James Tadanao Sata (1896–1975) came to the United States in 1918. He was better educated than most immigrants, and his heritage was samurai. Despite his education and elevated social status, he worked a variety of menial jobs, including as a servant and custodian. However, Sata had artistic ambitions, which led him to become an amateur art photographer. He photographed in and around Little Tokyo, at the sea, and in the mountains of Southern California. He also created modernist portraits and abstractions. These works were among the most adventurous photographs made in America at the time, and they were exhibited and published internationally during the 1920s and ’30s.
At the onset of World War II, Sata was forced to abandon photography since cameras were deemed contraband for those of Japanese heritage. During the forced removal of Japanese Americans, the Sata family lived in a horse stall at Santa Anita temporary detention center. Later, they were moved to the Jerome concentration camp in Arkansas and the Gila River concentration camp in Arizona, where Sata made drawings and paintings of life in camp.
More information about the artist is available on the exhibition’s resources page and JANM’s YouTube channel. Watch the recording of the 2020 public program, J.T. Sata: A Japanese Immigrant in Search of Western Art, and a short profile of the artist, Making Waves | J.T. Sata, created by JANM’s Frank H. Watase Media Arts Center for the Museum’s 2016 exhibition, Making Waves: Japanese American Photography, 1920–1940.
About the Japanese American National Museum (JANM)

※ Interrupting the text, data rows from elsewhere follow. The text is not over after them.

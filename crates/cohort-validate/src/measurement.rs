//! Measurement file validation.

use cohort_model::{Gender, RowView, Table, template};

use crate::batch::{MeasurementRow, ValidatedMeasurements};
use crate::common;
use crate::error::{Result, ValidationError};
use crate::pattern;

/// Validate a loaded measurement table against the measurement template
/// and its domain rules. Values are not checked here — value validation
/// is type-directed and needs each variable's dictionary entry, which
/// only the store knows.
pub fn validate_measurements(table: &Table) -> Result<ValidatedMeasurements> {
    common::check_template(table, "measurement", template::MEASUREMENT_COLUMNS)?;
    common::check_duplicates(table)?;
    common::check_blanks(table)?;
    common::check_populated(table, "dataset_name")?;
    common::check_populated(table, "subject_identifier")?;
    common::check_populated(table, "variable_name")?;
    let dataset_name = common::single_dataset_name(table)?;

    let mut rows = Vec::with_capacity(table.height());
    for row in table.iter_rows() {
        let gender = parse_gender(&row)?;
        for field in ["date_of_birth", "date_of_death", "measurement_date"] {
            check_date_field(&row, field)?;
        }
        check_time_field(&row, "measurement_time")?;

        rows.push(MeasurementRow {
            subject_identifier: required(&row, "subject_identifier"),
            gender,
            date_of_birth: optional(&row, "date_of_birth"),
            date_of_death: optional(&row, "date_of_death"),
            ethnicity: optional(&row, "ethnicity"),
            variable_name: required(&row, "variable_name"),
            measurement_date: optional(&row, "measurement_date"),
            measurement_time: optional(&row, "measurement_time"),
            visit_grouping: optional(&row, "visit_grouping"),
            value: optional(&row, "value"),
        });
    }

    Ok(ValidatedMeasurements::new(dataset_name, rows))
}

pub(crate) fn parse_gender(row: &RowView<'_>) -> Result<Option<Gender>> {
    match row.get("gender") {
        None => Ok(None),
        Some(value) => value
            .parse::<Gender>()
            .map(Some)
            .map_err(|reason| ValidationError::InvalidField {
                field: "gender",
                value: value.to_string(),
                row: row.index(),
                reason,
            }),
    }
}

pub(crate) fn check_date_field(row: &RowView<'_>, field: &'static str) -> Result<()> {
    if let Some(value) = row.get(field)
        && !pattern::is_template_date(value)
    {
        return Err(ValidationError::InvalidField {
            field,
            value: value.to_string(),
            row: row.index(),
            reason: "not formatted as YYYY-MM-DD".to_string(),
        });
    }
    Ok(())
}

pub(crate) fn check_time_field(row: &RowView<'_>, field: &'static str) -> Result<()> {
    if let Some(value) = row.get(field)
        && !pattern::is_template_time(value)
    {
        return Err(ValidationError::InvalidField {
            field,
            value: value.to_string(),
            row: row.index(),
            reason: "not formatted as HH:MM:SS on a 24-hour clock".to_string(),
        });
    }
    Ok(())
}

// Population is checked before these run.
fn required(row: &RowView<'_>, column: &str) -> String {
    row.get(column).unwrap_or_default().to_string()
}

fn optional(row: &RowView<'_>, column: &str) -> Option<String> {
    row.get(column).map(str::to_string)
}

#[cfg(test)]
mod tests {
    use super::*;

    fn row(dataset: &str, subject: &str, variable: &str) -> Vec<Option<String>> {
        let mut cells = vec![None; template::MEASUREMENT_COLUMNS.len()];
        cells[0] = Some(dataset.to_string());
        cells[1] = Some(subject.to_string());
        cells[6] = Some(variable.to_string());
        cells
    }

    #[test]
    fn minimal_batch_validates() {
        let table = Table::new(
            template::MEASUREMENT_COLUMNS
                .iter()
                .map(|c| c.to_string())
                .collect(),
            vec![row("study1", "S001", "hr")],
        );
        let validated = validate_measurements(&table).unwrap();
        assert_eq!(validated.dataset_name(), "STUDY1");
        assert_eq!(validated.rows().len(), 1);
        assert_eq!(validated.rows()[0].variable_name, "hr");
    }

    #[test]
    fn wrong_columns_rejected() {
        let mut headers: Vec<String> = template::MEASUREMENT_COLUMNS
            .iter()
            .map(|c| c.to_string())
            .collect();
        headers.swap(0, 1);
        let table = Table::new(headers, Vec::new());
        assert!(matches!(
            validate_measurements(&table),
            Err(ValidationError::SchemaMismatch { .. })
        ));
    }

    #[test]
    fn bad_month_rejected() {
        let mut cells = row("STUDY1", "S001", "hr");
        cells[7] = Some("2023-13-01".to_string());
        let table = Table::new(
            template::MEASUREMENT_COLUMNS
                .iter()
                .map(|c| c.to_string())
                .collect(),
            vec![cells],
        );
        assert!(matches!(
            validate_measurements(&table),
            Err(ValidationError::InvalidField {
                field: "measurement_date",
                ..
            })
        ));
    }

    #[test]
    fn noncalendar_date_passes_pattern_check() {
        let mut cells = row("STUDY1", "S001", "hr");
        cells[3] = Some("2023-02-29".to_string());
        let table = Table::new(
            template::MEASUREMENT_COLUMNS
                .iter()
                .map(|c| c.to_string())
                .collect(),
            vec![cells],
        );
        assert!(validate_measurements(&table).is_ok());
    }

    #[test]
    fn gender_domain_enforced() {
        let mut cells = row("STUDY1", "S001", "hr");
        cells[2] = Some("X".to_string());
        let table = Table::new(
            template::MEASUREMENT_COLUMNS
                .iter()
                .map(|c| c.to_string())
                .collect(),
            vec![cells],
        );
        assert!(matches!(
            validate_measurements(&table),
            Err(ValidationError::InvalidField { field: "gender", .. })
        ));
    }

    #[test]
    fn two_datasets_rejected() {
        let table = Table::new(
            template::MEASUREMENT_COLUMNS
                .iter()
                .map(|c| c.to_string())
                .collect(),
            vec![row("STUDY1", "S001", "hr"), row("STUDY2", "S001", "hr")],
        );
        assert!(matches!(
            validate_measurements(&table),
            Err(ValidationError::DatasetNotSingular(_))
        ));
    }

    #[test]
    fn duplicate_rows_rejected() {
        let table = Table::new(
            template::MEASUREMENT_COLUMNS
                .iter()
                .map(|c| c.to_string())
                .collect(),
            vec![row("STUDY1", "S001", "hr"), row("STUDY1", "S001", "hr")],
        );
        assert!(matches!(
            validate_measurements(&table),
            Err(ValidationError::DuplicateRows)
        ));
    }
}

Established in 1985, JANM promotes understanding and appreciation of America’s ethnic and cultural diversity by sharing the Japanese American experience. Located in the historic Little Tokyo district of downtown Los Angeles, JANM is a center for civil rights, ensuring that the hard-fought lessons of the World War II incarceration are not forgotten. A Smithsonian Affiliate and one of America’s Cultural Treasures, JANM is a hybrid institution that straddles traditional museum categories. JANM is a center for the arts as well as history. It provides a voice for Japanese Americans and a forum that enables all people to explore their own heritage and culture. Since opening to the public in 1992, JANM has presented over 100 exhibitions onsite while traveling 40 exhibits to venues such as the Smithsonian Institution and the Ellis Island Museum in the United States, and to several leading cultural museums in Japan and South America. JANM is open on Tuesday, Wednesday, and Friday–Sunday from 11 a.m.–5 p.m. and on Thursday from 12 p.m.–8 p.m. JANM is free every third Thursday of the month. On all other Thursdays, JANM is free from 5 p.m.–8 p.m. For more information, visit janm.org or follow us on social media @jamuseum.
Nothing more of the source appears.